● **WHAT THE TASK REQUIRES**:
Pull each line containing "PollOptions" from the data.

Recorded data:
╔══
//! End-to-end task lifecycle against a scripted transport

use std::time::Duration;
use tokio::time::Instant;
use twocap_client::{
    poll_options, CaptchaError, ElapsedMode, Endpoint, JobState, MockTransport, PollOptions,
    QueueStatsSource, RawResponse, TaskDescriptor, TwoCaptchaClient, PENDING_MARKER,
};

fn pending() -> RawResponse {
    RawResponse::new(false, PENDING_MARKER)
}

fn client_with(results: Vec<RawResponse>) -> TwoCaptchaClient<MockTransport> {
    let mut mock = MockTransport::new().with_response(
        Endpoint::CreateTask,
        None,
        RawResponse::new(true, "555"),
    );
    for result in results {
        mock = mock.with_response(Endpoint::TaskResult, Some("get2"), result);
    }
    TwoCaptchaClient::with_transport("key", mock)
}

fn task() -> TaskDescriptor {
    TaskDescriptor::recaptcha_v2("6Le-site", "https://example.com")
}

#[tokio::test(start_paused = true)]
async fn test_always_pending_times_out_after_three_sleeps() {
    let client = client_with(vec![pending()]);
    let mut job = client.create_task(&task()).await.unwrap();

    let start = Instant::now();
    let err = client.wait(&mut job, &poll_options(12, 5)).await.unwrap_err();

    assert!(
        matches!(err, CaptchaError::Timeout { max_wait } if max_wait == Duration::from_secs(12))
    );
    assert_eq!(start.elapsed(), Duration::from_secs(15));
    assert_eq!(
        client.transport().call_count(Endpoint::TaskResult, Some("get2")),
        3
    );
    assert_eq!(job.state(), &JobState::TimedOut);
    assert!(job.solve_time().is_none());
    assert!(job.last_result().unwrap().is_pending());
}

#[tokio::test(start_paused = true)]
async fn test_ready_on_third_poll_freezes_elapsed() {
    let client = client_with(vec![
        pending(),
        pending(),
        RawResponse::new(true, "abc123|2990"),
    ]);
    let mut job = client.create_task(&task()).await.unwrap();

    let solution = client.wait(&mut job, &poll_options(300, 5)).await.unwrap();

    assert_eq!(solution.token, "abc123");
    assert_eq!(solution.cost, 2.99);
    assert_eq!(job.solution(), Some("abc123"));
    assert_eq!(job.cost(), Some(2.99));
    assert_eq!(job.solve_time(), Some(Duration::from_secs(10)));
    assert_eq!(
        client.transport().call_count(Endpoint::TaskResult, Some("get2")),
        3
    );
}

#[tokio::test(start_paused = true)]
async fn test_ready_immediately_has_zero_elapsed() {
    let client = client_with(vec![RawResponse::new(true, "tok")]);
    let mut job = client.create_task(&task()).await.unwrap();

    let solution = client.wait(&mut job, &poll_options(300, 5)).await.unwrap();
    assert_eq!(solution.cost, 0.00299);
    assert_eq!(job.solve_time(), Some(Duration::ZERO));
}

#[tokio::test(start_paused = true)]
async fn test_poll_error_is_not_retried() {
    let client = client_with(vec![
        pending(),
        RawResponse::new(false, "ERROR_CAPTCHA_UNSOLVABLE"),
        RawResponse::new(true, "never-seen"),
    ]);
    let mut job = client.create_task(&task()).await.unwrap();

    let err = client.wait(&mut job, &poll_options(300, 5)).await.unwrap_err();

    assert_eq!(err.remote_code(), Some("ERROR_CAPTCHA_UNSOLVABLE"));
    assert_eq!(
        client.transport().call_count(Endpoint::TaskResult, Some("get2")),
        2
    );
    assert!(matches!(job.state(), JobState::Errored { .. }));
    assert_eq!(job.last_result().unwrap().request, "ERROR_CAPTCHA_UNSOLVABLE");

    // Terminal jobs are not polled again
    let again = client.wait(&mut job, &poll_options(300, 5)).await;
    assert!(matches!(again, Err(CaptchaError::JobFinished { .. })));
    assert_eq!(
        client.transport().call_count(Endpoint::TaskResult, Some("get2")),
        2
    );
}

#[tokio::test(start_paused = true)]
async fn test_wait_on_ready_job_returns_solution_without_polling() {
    let client = client_with(vec![RawResponse::new(true, "tok|1000")]);
    let mut job = client.create_task(&task()).await.unwrap();
    client.wait(&mut job, &poll_options(300, 5)).await.unwrap();

    let solution = client.wait(&mut job, &poll_options(300, 5)).await.unwrap();
    assert_eq!(solution.token, "tok");
    assert_eq!(solution.cost, 1.0);
    assert_eq!(
        client.transport().call_count(Endpoint::TaskResult, Some("get2")),
        1
    );
}

fn slow_client() -> TwoCaptchaClient<MockTransport> {
    let mock = MockTransport::new()
        .with_response(Endpoint::CreateTask, None, RawResponse::new(true, "555"))
        .with_response(Endpoint::TaskResult, Some("get2"), pending())
        .with_response(Endpoint::TaskResult, Some("get2"), RawResponse::new(true, "tok"))
        .with_latency(Duration::from_secs(2));
    TwoCaptchaClient::with_transport("key", mock)
}

#[tokio::test(start_paused = true)]
async fn test_stepped_mode_ignores_request_time() {
    let client = slow_client();
    let mut job = client.create_task(&task()).await.unwrap();

    client.wait(&mut job, &poll_options(300, 5)).await.unwrap();
    assert_eq!(job.solve_time(), Some(Duration::from_secs(5)));
}

#[tokio::test(start_paused = true)]
async fn test_wall_clock_mode_counts_request_time() {
    let client = slow_client();
    let mut job = client.create_task(&task()).await.unwrap();

    let options = poll_options(300, 5).with_mode(ElapsedMode::WallClock);
    client.wait(&mut job, &options).await.unwrap();

    // First poll (2s) plus one sleep (5s); the final poll is not counted
    assert_eq!(job.solve_time(), Some(Duration::from_secs(7)));
}

#[tokio::test(start_paused = true)]
async fn test_sub_second_max_wait_reported_exactly() {
    let client = client_with(vec![pending()]);
    let mut job = client.create_task(&task()).await.unwrap();

    let options = PollOptions::new(Duration::from_millis(500), Duration::from_secs(1));
    let err = client.wait(&mut job, &options).await.unwrap_err();

    assert!(
        matches!(err, CaptchaError::Timeout { max_wait } if max_wait == Duration::from_millis(500))
    );
    assert_eq!(
        err.to_string(),
        "The execution time exceeded a maximum time of 0.5 seconds"
    );
    assert_eq!(job.state(), &JobState::TimedOut);
}

#[tokio::test(start_paused = true)]
async fn test_solve_then_report_bad() {
    let mock = MockTransport::new()
        .with_response(Endpoint::CreateTask, None, RawResponse::new(true, "900"))
        .with_response(Endpoint::TaskResult, Some("get2"), pending())
        .with_response(Endpoint::TaskResult, Some("get2"), RawResponse::new(true, "tok|3000"))
        .with_response(
            Endpoint::TaskResult,
            Some("reportbad"),
            RawResponse::new(true, "OK_REPORT_RECORDED"),
        );
    let client = TwoCaptchaClient::with_transport("key", mock);

    let job = client.solve(&task(), &poll_options(60, 2)).await.unwrap();
    assert_eq!(job.task_id(), "900");
    assert_eq!(job.cost(), Some(3.0));
    assert_eq!(job.solve_time(), Some(Duration::from_secs(2)));

    assert!(client.report_bad(&job).await.unwrap());
    assert!(job.is_ready());
}

#[tokio::test]
async fn test_queue_stats_through_client() {
    let page = r#"<div><b id="market-price">Bid</b><b id="market-price">0.5</b>
        <b id="block-size">Speed</b><b id="block-size">20s</b>
        <b id="tx-per-day">Load</b><b id="tx-per-day">40%</b>
        <b id="mempool-size">Workers</b><b id="mempool-size">250</b></div>"#;
    let client = TwoCaptchaClient::with_transport("key", MockTransport::new().with_page(200, page));

    let load = client.queue_stats().await.unwrap();
    assert_eq!(load.workers_total, 250);
    assert_eq!(load.busy_workers(), 100);
    assert_eq!(load.free_workers, 150);
    assert_eq!(load.speed_seconds, 20);
    assert_eq!(load.bid, 0.5);
}

#[tokio::test]
async fn test_queue_stats_bad_status() {
    let client =
        TwoCaptchaClient::with_transport("key", MockTransport::new().with_page(503, "down"));

    match client.queue_stats().await {
        Err(CaptchaError::ServiceUnavailable(msg)) => {
            assert_eq!(msg, "Response status code: 503")
        }
        other => panic!("expected ServiceUnavailable, got {:?}", other),
    }
}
╚══
● **RESULT OF THE EXERCISE**:
    poll_options, CaptchaError, ElapsedMode, Endpoint, JobState, MockTransport, PollOptions,
    let options = PollOptions::new(Duration::from_millis(500), Duration::from_secs(1));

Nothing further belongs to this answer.